She presses her lips together and stands, slowly, stretching the muscles in her legs and back. “Can you see Cassie now?”
“No, she’s not in here, she’s on the other side of that door. Or she was. Go check the crossword puzzle. She got thirteen down wrong. She wrote ‘bind.’ It should have been ‘oath.’ ”
As I explain, Dr. Parker pours water into a Styrofoam cup and sticks it in the microwave.
“You could check the magazine.” I stuff my yarn into the bag. “I’m not making this up; I am not hallucinating. It’s as real as the blood on my bandages, or that cough drop in your mouth.”
“There is no way of proving who filled out the puzzle,” she says.
“But I told you about the mistake she made.”
She takes the cup out of the microwave, sticks a tea bag in it, adds a packet of sugar, and stirs it with a plastic stick. “You could have seen that when you were flipping through the pages or made the mistake yourself.”
“I suppose.”
There are voices in the waiting room, the next patient desperate enough to come out on Christmas Eve day in a snowstorm.

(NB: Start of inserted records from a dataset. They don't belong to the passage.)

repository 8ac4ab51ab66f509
//! Application settings loaded from environment variables.

use std::env;

use super::constants::{DEFAULT_DATABASE_URL, DEFAULT_SERVER_HOST, DEFAULT_SERVER_PORT};

/// Application configuration
#[derive(Clone)]
pub struct Config {
    pub database_url: String,
    pub server_host: String,
    pub server_port: u16,
}

impl std::fmt::Debug for Config {
    fn fmt(&self, f: &mut std::fmt::Formatter<'_>) -> std::fmt::Result {
        f.debug_struct("Config")
            .field("database_url", &"[REDACTED]")
            .field("server_host", &self.server_host)
            .field("server_port", &self.server_port)
            .finish()
    }
}

impl Config {
    /// Load configuration from environment variables.
    pub fn from_env() -> Self {
        dotenvy::dotenv().ok();

        Self {
            database_url: env::var("DATABASE_URL")
                .unwrap_or_else(|_| DEFAULT_DATABASE_URL.to_string()),
            server_host: env::var("SERVER_HOST")
                .unwrap_or_else(|_| DEFAULT_SERVER_HOST.to_string()),
            server_port: env::var("SERVER_PORT")
                .ok()
                .and_then(|v| v.parse().ok())
                .unwrap_or(DEFAULT_SERVER_PORT),
        }
    }

    /// Get the full server address.
    pub fn server_addr(&self) -> String {
        format!("{}:{}", self.server_host, self.server_port)
    }
}
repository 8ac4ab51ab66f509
//! Service container - wires every service over one database connection.

use std::sync::Arc;

use sea_orm::DatabaseConnection;

use super::{
    CourseManager, CourseService, DirectoryManager, DirectoryService, EnrollmentManager,
    EnrollmentService, ReportManager, ReportService,
};
use crate::domain::PersonKind;
use crate::infra::{CourseRepository, CourseStore, PersonRepository, StudentStore, TeacherStore};

/// Bundle of every application service, shared through the router state.
#[derive(Clone)]
pub struct Services {
    pub student_directory: Arc<dyn DirectoryService>,
    pub teacher_directory: Arc<dyn DirectoryService>,
    pub student_enrollment: Arc<dyn EnrollmentService>,
    pub teacher_enrollment: Arc<dyn EnrollmentService>,
    pub courses: Arc<dyn CourseService>,
    pub reports: Arc<dyn ReportService>,
}

impl Services {
    /// Create a service container backed by live stores.
    pub fn from_connection(db: DatabaseConnection) -> Self {
        let student_repo: Arc<dyn PersonRepository> = Arc::new(StudentStore::new(db.clone()));
        let teacher_repo: Arc<dyn PersonRepository> = Arc::new(TeacherStore::new(db.clone()));
        let course_repo: Arc<dyn CourseRepository> = Arc::new(CourseStore::new(db));

        Self {
            student_directory: Arc::new(DirectoryManager::new(
                student_repo.clone(),
                PersonKind::Student,
            )),
            teacher_directory: Arc::new(DirectoryManager::new(
                teacher_repo.clone(),
                PersonKind::Teacher,
            )),
            student_enrollment: Arc::new(EnrollmentManager::new(
                student_repo.clone(),
                course_repo.clone(),
                PersonKind::Student,
            )),
            teacher_enrollment: Arc::new(EnrollmentManager::new(
                teacher_repo.clone(),
                course_repo.clone(),
                PersonKind::Teacher,
            )),
            courses: Arc::new(CourseManager::new(course_repo.clone())),
            reports: Arc::new(ReportManager::new(student_repo, teacher_repo, course_repo)),
        }
    }
}
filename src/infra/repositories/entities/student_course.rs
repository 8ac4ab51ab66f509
//! Student course membership entity (join table).

use sea_orm::entity::prelude::*;

#[derive(Clone, Debug, PartialEq, Eq, DeriveEntityModel)]
#[sea_orm(table_name = "student_courses")]
pub struct Model {
    #[sea_orm(primary_key, auto_increment = false)]
    pub student_id: Uuid,
    #[sea_orm(primary_key, auto_increment = false)]
    pub course_id: Uuid,
}

#[derive(Copy, Clone, Debug, EnumIter, DeriveRelation)]
pub enum Relation {
    #[sea_orm(
        belongs_to = "super::student::Entity",
        from = "Column::StudentId",
        to = "super::student::Column::Id"
    )]
    Student,
    #[sea_orm(
        belongs_to = "super::course::Entity",
        from = "Column::CourseId",
        to = "super::course::Column::Id"
    )]
    Course,
}

impl Related<super::student::Entity> for Entity {
    fn to() -> RelationDef {
        Relation::Student.def()
    }
}

impl Related<super::course::Entity> for Entity {
    fn to() -> RelationDef {
        Relation::Course.def()
    }
}

impl ActiveModelBehavior for ActiveModel {}
//! Course service unit tests.

use std::sync::Arc;

use uuid::Uuid;

use classroom_api::domain::{Course, CourseType};
use classroom_api::errors::AppError;
use classroom_api::infra::MockCourseRepository;
use classroom_api::services::{CourseManager, CourseService};

fn create_test_course(name: &str, course_type: CourseType) -> Course {
    Course {
        id: Uuid::new_v4(),
        name: name.to_string(),
        course_type,
    }
}

#[tokio::test]
async fn test_create_course_success() {
    let mut repo = MockCourseRepository::new();
    repo.expect_exists_by_name().returning(|_| Ok(false));
    repo.expect_create()
        .returning(|name, course_type| Ok(create_test_course(&name, course_type)));

    let service = CourseManager::new(Arc::new(repo));
    let result = service.create("Mathematics".to_string(), "MAIN").await;

    assert!(result.is_ok());
    let course = result.unwrap();
    assert_eq!(course.name, "Mathematics");
    assert_eq!(course.course_type, CourseType::Main);
}

#[tokio::test]
async fn test_create_course_accepts_lowercase_type_name() {
    let mut repo = MockCourseRepository::new();
    repo.expect_exists_by_name().returning(|_| Ok(false));
    repo.expect_create()
        .withf(|_, course_type| *course_type == CourseType::Secondary)
        .returning(|name, course_type| Ok(create_test_course(&name, course_type)));

    let service = CourseManager::new(Arc::new(repo));
    let result = service.create("History".to_string(), "secondary").await;

    assert!(result.is_ok());
    assert_eq!(result.unwrap().course_type, CourseType::Secondary);
}

#[tokio::test]
async fn test_create_course_duplicate_name() {
    let mut repo = MockCourseRepository::new();
    repo.expect_exists_by_name().returning(|_| Ok(true));
    repo.expect_create().times(0);

    let service = CourseManager::new(Arc::new(repo));
    let result = service.create("Mathematics".to_string(), "MAIN").await;

    assert!(result.is_err());
    let err = result.unwrap_err();
    assert!(matches!(err, AppError::Conflict(_)));
    assert_eq!(err.to_string(), "Course with name Mathematics already exists");
}

#[tokio::test]
async fn test_create_course_duplicate_wins_over_bad_type() {
    // An existing name is reported even when the type name would not
    // have parsed.
    let mut repo = MockCourseRepository::new();
    repo.expect_exists_by_name().returning(|_| Ok(true));
    repo.expect_create().times(0);

    let service = CourseManager::new(Arc::new(repo));
    let result = service.create("Mathematics".to_string(), "WEEKLY").await;

    assert!(matches!(result.unwrap_err(), AppError::Conflict(_)));
}

#[tokio::test]
async fn test_create_course_rejects_unknown_type() {
    let mut repo = MockCourseRepository::new();
    repo.expect_exists_by_name().returning(|_| Ok(false));
    repo.expect_create().times(0);

    let service = CourseManager::new(Arc::new(repo));
    let result = service.create("Crafts".to_string(), "WEEKLY").await;

    assert!(matches!(result.unwrap_err(), AppError::BadRequest(_)));
}

#[tokio::test]
async fn test_list_courses() {
    let mut repo = MockCourseRepository::new();
    repo.expect_find_all().returning(|| {
        Ok(vec![
            create_test_course("Mathematics", CourseType::Main),
            create_test_course("History", CourseType::Secondary),
        ])
    });

    let service = CourseManager::new(Arc::new(repo));
    let result = service.list().await;

    assert!(result.is_ok());
    assert_eq!(result.unwrap().len(), 2);
}

#[tokio::test]
async fn test_get_course_by_name_found() {
    let mut repo = MockCourseRepository::new();
    repo.expect_find_by_name()
        .returning(|name| Ok(Some(create_test_course(name, CourseType::Main))));

    let service = CourseManager::new(Arc::new(repo));
    let result = service.get_by_name("Mathematics").await;

    assert!(result.is_ok());
    let course = result.unwrap();
    assert!(course.is_some());
    assert_eq!(course.unwrap().name, "Mathematics");
}

#[tokio::test]
async fn test_get_course_by_name_missing_is_not_an_error() {
    let mut repo = MockCourseRepository::new();
    repo.expect_find_by_name().returning(|_| Ok(None));

    let service = CourseManager::new(Arc::new(repo));
    let result = service.get_by_name("Alchemy").await;

    assert!(result.is_ok());
    assert!(result.unwrap().is_none());
}
//! OpenAPI documentation configuration.
//!
//! Provides Swagger UI for API exploration and testing.

use utoipa::OpenApi;

use crate::api::handlers::{course_handler, report_handler, student_handler, teacher_handler};
use crate::domain::{CourseGroupReport, CourseResponse, CourseType, PersonResponse, PersonSummary};

/// OpenAPI documentation for the Classroom API
#[derive(OpenApi)]
#[openapi(
    info(
        title = "Classroom API",
        version = "0.1.0",
        description = "Academic records backend: student and teacher directories, a course catalog, enrollments, and reports",
        license(name = "MIT", url = "https://opensource.org/licenses/MIT")
    ),
    servers(
        (url = "http://localhost:3000", description = "Local development server")
    ),
    paths(
        // Course catalog endpoints
        course_handler::list_courses,
        course_handler::get_course,
        course_handler::create_course,
        // Student endpoints
        student_handler::create_student,
        student_handler::update_student,
        student_handler::delete_student,
        student_handler::enroll_student,
        student_handler::leave_student,
        // Teacher endpoints
        teacher_handler::create_teacher,
        teacher_handler::update_teacher,
        teacher_handler::delete_teacher,
        teacher_handler::enroll_teacher,
        teacher_handler::leave_teacher,
        // Report endpoints
        report_handler::count_students,
        report_handler::count_teachers,
        report_handler::count_courses_by_type,
        report_handler::students_by_course,
        report_handler::students_older_than_in_course,
        report_handler::students_by_group,
        report_handler::course_group_report,
    ),
    components(
        schemas(
            // Domain types
            CourseType,
            CourseResponse,
            PersonResponse,
            PersonSummary,
            CourseGroupReport,
            // Course handler types
            course_handler::CreateCourseRequest,
            // Student handler types
            student_handler::CreateStudentRequest,
            student_handler::EnrollStudentRequest,
            student_handler::LeaveStudentRequest,
            // Teacher handler types
            teacher_handler::CreateTeacherRequest,
            teacher_handler::EnrollTeacherRequest,
            teacher_handler::LeaveTeacherRequest,
        )
    ),
    tags(
        (name = "Courses", description = "Course catalog operations"),
        (name = "Students", description = "Student directory and enrollment"),
        (name = "Teachers", description = "Teacher directory and enrollment"),
        (name = "Reports", description = "Read-only statistics and listings")
    )
)]
pub struct ApiDoc;
//! Teacher directory and enrollment handlers.

use axum::{
    extract::{Path, State},
    http::StatusCode,
    response::Json,
    routing::{post, put},
    Router,
};
use serde::Deserialize;
use utoipa::ToSchema;
use uuid::Uuid;
use validator::Validate;

use crate::api::extractors::ValidatedJson;
use crate::api::AppState;
use crate::domain::PersonResponse;
use crate::errors::AppResult;

/// Teacher registration request
#[derive(Debug, Deserialize, Validate, ToSchema)]
pub struct CreateTeacherRequest {
    /// Display name
    #[validate(length(min = 1, message = "Name is required"))]
    #[schema(example = "Ivan")]
    pub name: String,
    /// Age in years
    #[validate(range(min = 0, message = "Age must not be negative"))]
    #[schema(example = 42)]
    pub age: i32,
    /// Group label
    #[validate(length(min = 1, message = "Group is required"))]
    #[schema(example = "A1")]
    pub group: String,
}

/// Teacher enrollment request
#[derive(Debug, Deserialize, Validate, ToSchema)]
pub struct EnrollTeacherRequest {
    /// Teacher identifier
    pub teacher_id: Uuid,
    /// Course to join, matched exactly by name
    #[validate(length(min = 1, message = "Course name is required"))]
    #[schema(example = "Mathematics")]
    pub course_name: String,
    /// Declared course type; accepted for compatibility, never checked
    #[schema(example = "MAIN")]
    pub course_type: Option<String>,
}

/// Teacher withdrawal request
#[derive(Debug, Deserialize, Validate, ToSchema)]
pub struct LeaveTeacherRequest {
    /// Teacher identifier
    pub teacher_id: Uuid,
    /// Course to leave, matched exactly by name
    #[validate(length(min = 1, message = "Course name is required"))]
    #[schema(example = "Mathematics")]
    pub course_name: String,
}

/// Create teacher directory routes
pub fn teacher_routes() -> Router<AppState> {
    Router::new()
        .route("/", post(create_teacher))
        .route("/:id", put(update_teacher).delete(delete_teacher))
        .route("/enroll", post(enroll_teacher))
        .route("/leave", post(leave_teacher))
}

/// Register a new teacher
#[utoipa::path(
    post,
    path = "/api/v1/teachers",
    tag = "Teachers",
    request_body = CreateTeacherRequest,
    responses(
        (status = 201, description = "Teacher registered", body = PersonResponse),
        (status = 400, description = "Validation error or duplicate teacher")
    )
)]
pub async fn create_teacher(
    State(state): State<AppState>,
    ValidatedJson(payload): ValidatedJson<CreateTeacherRequest>,
) -> AppResult<(StatusCode, Json<PersonResponse>)> {
    let teacher = state
        .teacher_directory
        .create(payload.name, payload.age, payload.group)
        .await?;

    Ok((StatusCode::CREATED, Json(teacher)))
}

/// Overwrite an existing teacher's details
#[utoipa::path(
    put,
    path = "/api/v1/teachers/{id}",
    tag = "Teachers",
    params(
        ("id" = Uuid, Path, description = "Teacher identifier")
    ),
    request_body = CreateTeacherRequest,
    responses(
        (status = 200, description = "Teacher updated", body = PersonResponse),
        (status = 400, description = "Unknown teacher")
    )
)]
pub async fn update_teacher(
    State(state): State<AppState>,
    Path(id): Path<Uuid>,
    ValidatedJson(payload): ValidatedJson<CreateTeacherRequest>,
) -> AppResult<Json<PersonResponse>> {
    let teacher = state
        .teacher_directory
        .update(id, payload.name, payload.age, payload.group)
        .await?;

    Ok(Json(teacher))
}

/// Remove a teacher and their memberships
#[utoipa::path(
    delete,
    path = "/api/v1/teachers/{id}",
    tag = "Teachers",
    params(
        ("id" = Uuid, Path, description = "Teacher identifier")
    ),
    responses(
        (status = 204, description = "Teacher removed"),
        (status = 400, description = "Unknown teacher")
    )
)]
pub async fn delete_teacher(
    State(state): State<AppState>,
    Path(id): Path<Uuid>,
) -> AppResult<StatusCode> {
    state.teacher_directory.delete(id).await?;
    Ok(StatusCode::NO_CONTENT)
}

/// Enroll a teacher in a course
#[utoipa::path(
    post,
    path = "/api/v1/teachers/enroll",
    tag = "Teachers",
    request_body = EnrollTeacherRequest,
    responses(
        (status = 200, description = "Teacher enrolled", body = PersonResponse),
        (status = 400, description = "Unknown teacher or course, or already enrolled")
    )
)]
pub async fn enroll_teacher(
    State(state): State<AppState>,
    ValidatedJson(payload): ValidatedJson<EnrollTeacherRequest>,
) -> AppResult<Json<PersonResponse>> {
    let teacher = state
        .teacher_enrollment
        .enroll(
            payload.teacher_id,
            &payload.course_name,
            payload.course_type,
        )
        .await?;

    Ok(Json(teacher))
}

/// Withdraw a teacher from a course
#[utoipa::path(
    post,
    path = "/api/v1/teachers/leave",
    tag = "Teachers",
    request_body = LeaveTeacherRequest,
    responses(
        (status = 200, description = "Teacher withdrawn", body = PersonResponse),
        (status = 400, description = "Unknown teacher or course, or not enrolled")
    )
)]
pub async fn leave_teacher(
    State(state): State<AppState>,
    ValidatedJson(payload): ValidatedJson<LeaveTeacherRequest>,
) -> AppResult<Json<PersonResponse>> {
    let teacher = state
        .teacher_enrollment
        .withdraw(payload.teacher_id, &payload.course_name)
        .await?;

    Ok(Json(teacher))
}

Dr. Parker hands me the cup. “Tea,” she says. “Always helps.”
I sip. It tastes like sweetened pencil shavings.
She sits back at her desk and picks up her pen. “I’m really proud of you, Lia. You accomplished more today than in the last two years.” She makes a note on a yellow pad. “Do I have your permission to discuss this session?”
I blow my nose. “Sure, why not?”
“Thank you. I want to talk to the New Seasons director about this. We may want to develop a different treatment plan. His facility might not be the right place for you.”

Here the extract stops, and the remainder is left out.